▶ Exercise aim
Repeat every record below exactly as it appears.

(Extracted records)
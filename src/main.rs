fn main() {
    console_error_panic_hook::set_once();

    let level = if cfg!(debug_assertions) {
        log::Level::Debug
    } else {
        log::Level::Info
    };
    // Only fails when a logger is already installed; keep going either way.
    if let Err(err) = console_log::init_with_level(level) {
        web_sys::console::warn_1(&format!("charon-ui logger not installed: {err}").into());
    }

    if let Err(err) = charon_ui::boot() {
        log::error!("charon-ui failed to start: {err}");
    }
}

▶ Output of the exercise
filename src/main.rs
fn main() {
    console_error_panic_hook::set_once();

    let level = if cfg!(debug_assertions) {
        log::Level::Debug
    } else {
        log::Level::Info
    };
    // Only fails when a logger is already installed; keep going either way.
    if let Err(err) = console_log::init_with_level(level) {
        web_sys::console::warn_1(&format!("charon-ui logger not installed: {err}").into());
    }

    if let Err(err) = charon_ui::boot() {
        log::error!("charon-ui failed to start: {err}");
    }
}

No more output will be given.